# Creepy Jack-O-Lanterns



## Tyler (Jul 17, 2008)

I made these for a new scene I want to include in the haunt.


----------



## spideranne (Jul 17, 2006)

Very nice. How big are they?


----------



## RoxyBlue (Oct 6, 2008)

They remind me of Oogie Boogie


----------



## Tyler (Jul 17, 2008)

Id say about the size of a regular pumpkin, average pumpkin size, haha.


----------



## ScreamingScarecrow (Oct 1, 2008)

Nice, will they have ligths inside?


----------



## Tyler (Jul 17, 2008)

Yeah, definatly want to have lights!


----------



## GothicCandle (Mar 26, 2007)

nice. They remind me of oogie boogie too. Awesome!


----------



## Lady Nyxie (Aug 30, 2006)

They are creepy. Great job.


----------



## Devils Chariot (May 23, 2007)

Nice work tyler!

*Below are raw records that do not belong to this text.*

//! Cycle scheduling and the daemon loop.
//!
//! One cycle is probe → (pipeline) → log → sleep. All counters live in
//! an explicit [`SchedulerState`] passed into and returned from
//! [`run_cycle`], so a single cycle is deterministic and unit-testable
//! with injected connectivity and git fakes; the side-effecting loop
//! driver ([`Daemon`]) stays thin.

use std::path::{Path, PathBuf};
use std::sync::Arc;
use std::sync::atomic::{AtomicBool, Ordering};
use std::time::{Duration, Instant};

use crate::config::Config;
use crate::error::SetupError;
use crate::git::{GitCli, GitOps, expect_line, summarize};
use crate::net::{Connectivity, ProbeSet};
use crate::oplog::{ErrorFiles, OperationLog};
use crate::pipeline::{CycleOutcome, Stage, run_pipeline};
use crate::version::VersionStore;
use crate::Result;

/// Fallback branch when neither config nor detection yields one.
const DEFAULT_BRANCH: &str = "main";

/// Granularity of the interruptible inter-cycle wait.
const WAIT_SLICE: Duration = Duration::from_millis(500);

/// Counters threaded through cycles. No ambient globals.
#[derive(Debug, Clone, Default, PartialEq, Eq)]
pub struct SchedulerState {
    /// Monotonic check counter; determines the polling phase.
    pub check_count: u64,
    /// Consecutive failed cycles; resets on success or at the ceiling.
    pub failed_operations: u32,
    /// Previous cycle's work was not confirmed complete.
    pub pending_operations: bool,
    /// Connectivity observed on the previous cycle.
    pub last_online: bool,
}

/// Polling cadence phase, a step function of call count.
#[derive(Debug, Copy, Clone, Eq, PartialEq)]
pub enum PollPhase {
    Initial,
    Steady,
}

impl PollPhase {
    pub fn as_str(self) -> &'static str {
        match self {
            PollPhase::Initial => "initial",
            PollPhase::Steady => "steady",
        }
    }
}

pub fn poll_phase(cfg: &Config, check_count: u64) -> PollPhase {
    if check_count <= cfg.initial_checks {
        PollPhase::Initial
    } else {
        PollPhase::Steady
    }
}

/// Interval before the next check. Two-phase step function of the call
/// count, not of wall-clock elapsed time.
pub fn poll_interval(cfg: &Config, check_count: u64) -> Duration {
    match poll_phase(cfg, check_count) {
        PollPhase::Initial => cfg.initial_interval(),
        PollPhase::Steady => cfg.normal_interval(),
    }
}

/// Everything one cycle produced, for logging and tests.
#[derive(Debug)]
pub struct CycleReport {
    pub check: u64,
    pub phase: PollPhase,
    pub connected: bool,
    /// `None` when offline (the pipeline never ran).
    pub outcome: Option<CycleOutcome>,
    pub transcript: Vec<String>,
    /// Retry ceiling reached this cycle; operations were suspended.
    pub suspended: bool,
}

/// Fold a pipeline outcome into the retry counters.
///
/// Returns true when the retry ceiling was reached and operations were
/// suspended for this round.
pub fn apply_outcome(state: &mut SchedulerState, outcome: &CycleOutcome, max_retries: u32) -> bool {
    if outcome.is_failure() {
        state.failed_operations += 1;
        if state.failed_operations >= max_retries {
            // Give up this round rather than retrying without bound.
            state.failed_operations = 0;
            state.pending_operations = false;
            return true;
        }
        state.pending_operations = true;
        return false;
    }
    state.failed_operations = 0;
    state.pending_operations = false;
    false
}

/// Run exactly one cycle: probe, and when online, the full pipeline.
pub fn run_cycle<C, G>(
    mut state: SchedulerState,
    cfg: &Config,
    probe: &C,
    git: &G,
    store: &VersionStore,
    branch: &str,
    excludes: &[String],
) -> (SchedulerState, CycleReport)
where
    C: Connectivity + ?Sized,
    G: GitOps + ?Sized,
{
    state.check_count += 1;
    let check = state.check_count;
    let phase = poll_phase(cfg, check);

    let connected = probe.is_reachable();
    if !connected {
        // Raise pending only on the online → offline transition.
        if state.last_online {
            tracing::warn!(check, "connectivity lost, suspending operations");
            state.pending_operations = true;
        }
        state.last_online = false;
        return (
            state,
            CycleReport {
                check,
                phase,
                connected: false,
                outcome: None,
                transcript: Vec::new(),
                suspended: false,
            },
        );
    }

    if !state.last_online && state.pending_operations {
        tracing::info!(check, "connectivity restored, executing pending operations");
    }
    state.last_online = true;

    let run = match summarize(git) {
        Ok(mut changes) => {
            // The daemon's own artifacts must never trigger a commit
            // cycle of their own, or every success would seed the next.
            changes.exclude(excludes);
            run_pipeline(git, store, branch, &changes)
        }
        Err(e) => {
            // Status inspection failing means we cannot even stage; count
            // it against the same retry budget as an add failure.
            let message = format!("status inspection failed: {e}");
            crate::pipeline::PipelineRun {
                outcome: CycleOutcome::Failure {
                    stage: Stage::Add,
                    message: message.clone(),
                },
                transcript: vec![message],
            }
        }
    };

    let suspended = apply_outcome(&mut state, &run.outcome, cfg.max_retries);
    if suspended {
        tracing::warn!(
            check,
            max_retries = cfg.max_retries,
            "maximum retries reached, suspending operations"
        );
    }

    (
        state,
        CycleReport {
            check,
            phase,
            connected: true,
            outcome: Some(run.outcome),
            transcript: run.transcript,
            suspended,
        },
    )
}

// =============================================================================
// Loop driver
// =============================================================================

/// The assembled daemon: real probes, real git, real log.
pub struct Daemon {
    cfg: Config,
    branch: String,
    git: GitCli,
    probe: ProbeSet,
    oplog: OperationLog,
    errors: ErrorFiles,
    store: VersionStore,
    /// Repo-relative paths of our own artifacts, excluded from change
    /// detection.
    excludes: Vec<String>,
    shutdown: Arc<AtomicBool>,
    state: SchedulerState,
}

impl Daemon {
    /// Validate the environment and wire up collaborators.
    ///
    /// Fatal here, before the loop: git not invocable. Branch detection
    /// falls back to config, then to `main`.
    pub fn bootstrap(
        cfg: Config,
        repo_root: &Path,
        shutdown: Arc<AtomicBool>,
    ) -> Result<Daemon> {
        let git = GitCli::new(repo_root, cfg.git_timeout());

        expect_line(git.rev_parse("--git-dir"), "repository check")
            .map_err(|e| SetupError::GitUnavailable(e.to_string()))?;

        let branch = match cfg.branch.clone() {
            Some(branch) => branch,
            None => match expect_line(git.current_branch(), "branch detection") {
                Ok(branch) if !branch.is_empty() => branch,
                _ => {
                    tracing::warn!("could not detect current branch, using {DEFAULT_BRANCH}");
                    DEFAULT_BRANCH.to_string()
                }
            },
        };

        let probe = ProbeSet::host_default(cfg.probe_timeout());
        let oplog = OperationLog::new(
            anchor(repo_root, &cfg.log_file),
            cfg.max_log_lines,
            cfg.log_rotation_keep,
        );
        let errors = ErrorFiles::new(anchor(repo_root, &cfg.error_dir));
        let store = VersionStore::new(anchor(repo_root, &cfg.version_file));
        let excludes = [&cfg.log_file, &cfg.version_file, &cfg.error_dir]
            .into_iter()
            .filter(|p| p.is_relative())
            .map(|p| p.to_string_lossy().into_owned())
            .collect();

        Ok(Daemon {
            cfg,
            branch,
            git,
            probe,
            oplog,
            errors,
            store,
            excludes,
            shutdown,
            state: SchedulerState::default(),
        })
    }

    /// Replace the connectivity probe set (used to pin connectivity in
    /// tests and air-gapped setups).
    pub fn with_probe(mut self, probe: ProbeSet) -> Self {
        self.probe = probe;
        self
    }

    pub fn branch(&self) -> &str {
        &self.branch
    }

    pub fn state(&self) -> &SchedulerState {
        &self.state
    }

    pub fn current_version(&self) -> crate::version::Version {
        self.store.load()
    }

    /// Run a single cycle and log it. Used by the `check` subcommand.
    pub fn run_once(&mut self) -> CycleReport {
        let state = std::mem::take(&mut self.state);
        let (state, report) = run_cycle(
            state,
            &self.cfg,
            &self.probe,
            &self.git,
            &self.store,
            &self.branch,
            &self.excludes,
        );
        self.state = state;
        self.log_cycle(&report);
        report
    }

    /// Drive the unbounded loop until shutdown.
    pub fn run(&mut self) -> Result<()> {
        let version = self.store.load();
        tracing::info!(
            %version,
            branch = %self.branch,
            initial_checks = self.cfg.initial_checks,
            "starting polling loop"
        );
        self.append_or_record(&format!(
            "GITPULSE STARTED - Version {version}\nBranch: {}\nInitial checks: {} (every {}s), then every {}s\nMax retries: {}\nLog file: {}",
            self.branch,
            self.cfg.initial_checks,
            self.cfg.initial_interval_secs,
            self.cfg.normal_interval_secs,
            self.cfg.max_retries,
            self.oplog.path().display(),
        ));

        loop {
            if self.shutdown.load(Ordering::Relaxed) {
                break;
            }

            let report = self.run_once();
            let interval = poll_interval(&self.cfg, report.check);

            if report.check % 10 == 0 {
                match self.oplog.line_count() {
                    Ok(lines) => tracing::info!(
                        lines,
                        max = self.cfg.max_log_lines,
                        "operation log status"
                    ),
                    Err(e) => tracing::warn!(error = %e, "could not stat operation log"),
                }
            }

            tracing::debug!(
                check = report.check,
                phase = report.phase.as_str(),
                connected = report.connected,
                pending = self.state.pending_operations,
                failed = self.state.failed_operations,
                next_in_secs = interval.as_secs(),
                "cycle complete"
            );

            if !self.wait(interval) {
                break;
            }
        }

        let version = self.store.load();
        tracing::info!(total_checks = self.state.check_count, %version, "shutting down");
        self.append_or_record(&format!(
            "GITPULSE STOPPED\nTotal checks performed: {}\nFinal version: {version}\nFinal connectivity: {}\nPending operations: {}",
            self.state.check_count,
            if self.state.last_online { "online" } else { "offline" },
            yes_no(self.state.pending_operations),
        ));
        Ok(())
    }

    /// Render a cycle into the operation log.
    ///
    /// A single unexpected I/O failure here must not take the daemon
    /// down: it is written to an error record instead, and the loop
    /// continues.
    fn log_cycle(&self, report: &CycleReport) {
        if !report.connected {
            let entry = format!(
                "CHECK #{} - NO INTERNET\nStatus: internet disconnected\nPending operations: {}\nNext check in: {}s",
                report.check,
                yes_no(self.state.pending_operations),
                poll_interval(&self.cfg, report.check).as_secs(),
            );
            if let Err(e) = self.oplog.append_brief(&entry) {
                self.record_unexpected(&format!("failed to write operation log: {e}"));
            }
            return;
        }

        let outcome_line = match &report.outcome {
            Some(CycleOutcome::NoChanges) => "no changes to commit".to_string(),
            Some(CycleOutcome::Success {
                version,
                commit_hash,
                verification,
            }) => format!(
                "success (version {version}, commit {commit_hash}, verification {})",
                verification.as_str()
            ),
            Some(CycleOutcome::Failure { stage, message }) => {
                format!("failed at {stage}: {message}")
            }
            None => "skipped".to_string(),
        };

        let mut entry = format!(
            "CHECK #{}\nPhase: {}\nConnectivity: online\nOutcome: {}\nFailed attempts: {}\nPending operations: {}",
            report.check,
            report.phase.as_str(),
            outcome_line,
            self.state.failed_operations,
            yes_no(self.state.pending_operations),
        );
        if report.suspended {
            entry.push_str("\nRetry ceiling reached: operations suspended this round");
        }
        if !report.transcript.is_empty() {
            entry.push_str("\n\n");
            entry.push_str(&report.transcript.join("\n"));
        }

        if let Err(e) = self.oplog.append(&entry) {
            self.record_unexpected(&format!("failed to write operation log: {e}"));
        }

        if let Some(CycleOutcome::Failure { stage, message }) = &report.outcome {
            match self
                .errors
                .record(&format!("{stage} failed: {message}"), &self.cfg.snapshot())
            {
                Ok(record) => {
                    let _ = self.oplog.append_brief(&format!(
                        "ERROR: {stage} failed\nDetails saved to: {}",
                        record.display()
                    ));
                }
                Err(e) => tracing::error!(error = %e, "failed to write error record"),
            }
        }
    }

    fn append_or_record(&self, message: &str) {
        if let Err(e) = self.oplog.append(message) {
            self.record_unexpected(&format!("failed to write operation log: {e}"));
        }
    }

    fn record_unexpected(&self, message: &str) {
        tracing::error!("{message}");
        if let Err(e) = self.errors.record(message, &self.cfg.snapshot()) {
            tracing::error!(error = %e, "failed to write error record");
        }
    }

    /// Sleep in bounded slices, returning false when interrupted.
    fn wait(&self, interval: Duration) -> bool {
        let deadline = Instant::now() + interval;
        loop {
            if self.shutdown.load(Ordering::Relaxed) {
                return false;
            }
            let now = Instant::now();
            if now >= deadline {
                return true;
            }
            std::thread::sleep((deadline - now).min(WAIT_SLICE));
        }
    }
}

fn anchor(repo_root: &Path, path: &Path) -> PathBuf {
    if path.is_absolute() {
        path.to_path_buf()
    } else {
        repo_root.join(path)
    }
}

fn yes_no(v: bool) -> &'static str {
    if v { "yes" } else { "no" }
}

Geez it's like every 3 days you have something new!


----------



## hpropman (Jul 27, 2008)

very nice I like them - so mine should be ready in 3 days?


----------



## ghost37 (Jul 30, 2008)

They look nice. Great work!


----------



## Tyler (Jul 17, 2008)

haha, thanks guys.
Im working now so its killing my mass production!!haha
But ive got 2 things in the works!


----------



## PrettyGhoul (Oct 7, 2005)

*Those jack-o'-lanterns look great Tyler!*


----------



## malibooman (Aug 18, 2006)

I'm like everyone else, reminds me of Oogie Boogie.


----------



## TheOneAndOnlyKelly (May 7, 2009)

"What are you going to do?"

"I'm gonna do the best I can."


----------



## samhayne (Jul 3, 2008)

great job !


----------



## TheOneAndOnlyKelly (May 7, 2009)

Didn't mean to resurrect an old thread, I was looking for Oogie Boogie reference and had to comment. I do like the JOLs, however.


----------